* What to work on: Could you output every record below exactly as it appears?

(Beginning of Working data)

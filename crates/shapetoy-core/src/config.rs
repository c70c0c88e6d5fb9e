//! Editor configuration.

use crate::shapes::ShapeColor;
use kurbo::{Point, Size};
use serde::{Deserialize, Serialize};
use thiserror::Error;

/// Configuration errors.
#[derive(Debug, Error)]
pub enum ConfigError {
    #[error("Invalid configuration JSON: {0}")]
    Parse(#[from] serde_json::Error),
    #[error("Invalid configuration: {0}")]
    Invalid(String),
}

/// Result type for configuration loading.
pub type ConfigResult<T> = Result<T, ConfigError>;

/// Geometry and color given to shapes created from the palette.
#[derive(Debug, Clone, PartialEq, Serialize, Deserialize)]
#[serde(default)]
pub struct ShapeDefaults {
    /// Top-left of new rectangles, center of new circles.
    pub position: Point,
    pub rect_width: f64,
    pub rect_height: f64,
    pub circle_radius: f64,
    pub fill_color: ShapeColor,
}

impl Default for ShapeDefaults {
    fn default() -> Self {
        Self {
            position: Point::new(50.0, 50.0),
            rect_width: 175.0,
            rect_height: 100.0,
            circle_radius: 50.0,
            fill_color: ShapeColor::red(),
        }
    }
}

/// Editor-wide settings.
#[derive(Debug, Clone, PartialEq, Serialize, Deserialize)]
#[serde(default)]
pub struct EditorConfig {
    /// Drawable canvas size in pixels.
    pub canvas_size: Size,
    pub defaults: ShapeDefaults,
}

impl Default for EditorConfig {
    fn default() -> Self {
        Self {
            canvas_size: Size::new(800.0, 600.0),
            defaults: ShapeDefaults::default(),
        }
    }
}

impl EditorConfig {
    /// Parse from JSON; missing fields take their defaults.
    pub fn from_json(json: &str) -> ConfigResult<Self> {
        let config: Self = serde_json::from_str(json)?;
        config.validate()?;
        Ok(config)
    }

    /// Reject canvas sizes that cannot hold any shape.
    pub fn validate(&self) -> ConfigResult<()> {
        let Size { width, height } = self.canvas_size;
        if !(width.is_finite() && height.is_finite() && width > 0.0 && height > 0.0) {
            return Err(ConfigError::Invalid(format!(
                "canvas size must be positive, got {width}x{height}"
            )));
        }
        Ok(())
    }
}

(End of Working data)

* Answer area:
filename crates/shapetoy-core/src/config.rs
repository c70c0c88e6d5fb9e
//! Editor configuration.

use crate::shapes::ShapeColor;
use kurbo::{Point, Size};
use serde::{Deserialize, Serialize};
use thiserror::Error;

/// Configuration errors.
#[derive(Debug, Error)]
pub enum ConfigError {
    #[error("Invalid configuration JSON: {0}")]
    Parse(#[from] serde_json::Error),
    #[error("Invalid configuration: {0}")]
    Invalid(String),
}

/// Result type for configuration loading.
pub type ConfigResult<T> = Result<T, ConfigError>;

/// Geometry and color given to shapes created from the palette.
#[derive(Debug, Clone, PartialEq, Serialize, Deserialize)]
#[serde(default)]
pub struct ShapeDefaults {
    /// Top-left of new rectangles, center of new circles.
    pub position: Point,
    pub rect_width: f64,
    pub rect_height: f64,
    pub circle_radius: f64,
    pub fill_color: ShapeColor,
}

impl Default for ShapeDefaults {
    fn default() -> Self {
        Self {
            position: Point::new(50.0, 50.0),
            rect_width: 175.0,
            rect_height: 100.0,
            circle_radius: 50.0,
            fill_color: ShapeColor::red(),
        }
    }
}

/// Editor-wide settings.
#[derive(Debug, Clone, PartialEq, Serialize, Deserialize)]
#[serde(default)]
pub struct EditorConfig {
    /// Drawable canvas size in pixels.
    pub canvas_size: Size,
    pub defaults: ShapeDefaults,
}

impl Default for EditorConfig {
    fn default() -> Self {
        Self {
            canvas_size: Size::new(800.0, 600.0),
            defaults: ShapeDefaults::default(),
        }
    }
}

impl EditorConfig {
    /// Parse from JSON; missing fields take their defaults.
    pub fn from_json(json: &str) -> ConfigResult<Self> {
        let config: Self = serde_json::from_str(json)?;
        config.validate()?;
        Ok(config)
    }

    /// Reject canvas sizes that cannot hold any shape.
    pub fn validate(&self) -> ConfigResult<()> {
        let Size { width, height } = self.canvas_size;
        if !(width.is_finite() && height.is_finite() && width > 0.0 && height > 0.0) {
            return Err(ConfigError::Invalid(format!(
                "canvas size must be positive, got {width}x{height}"
            )));
        }
        Ok(())
    }
}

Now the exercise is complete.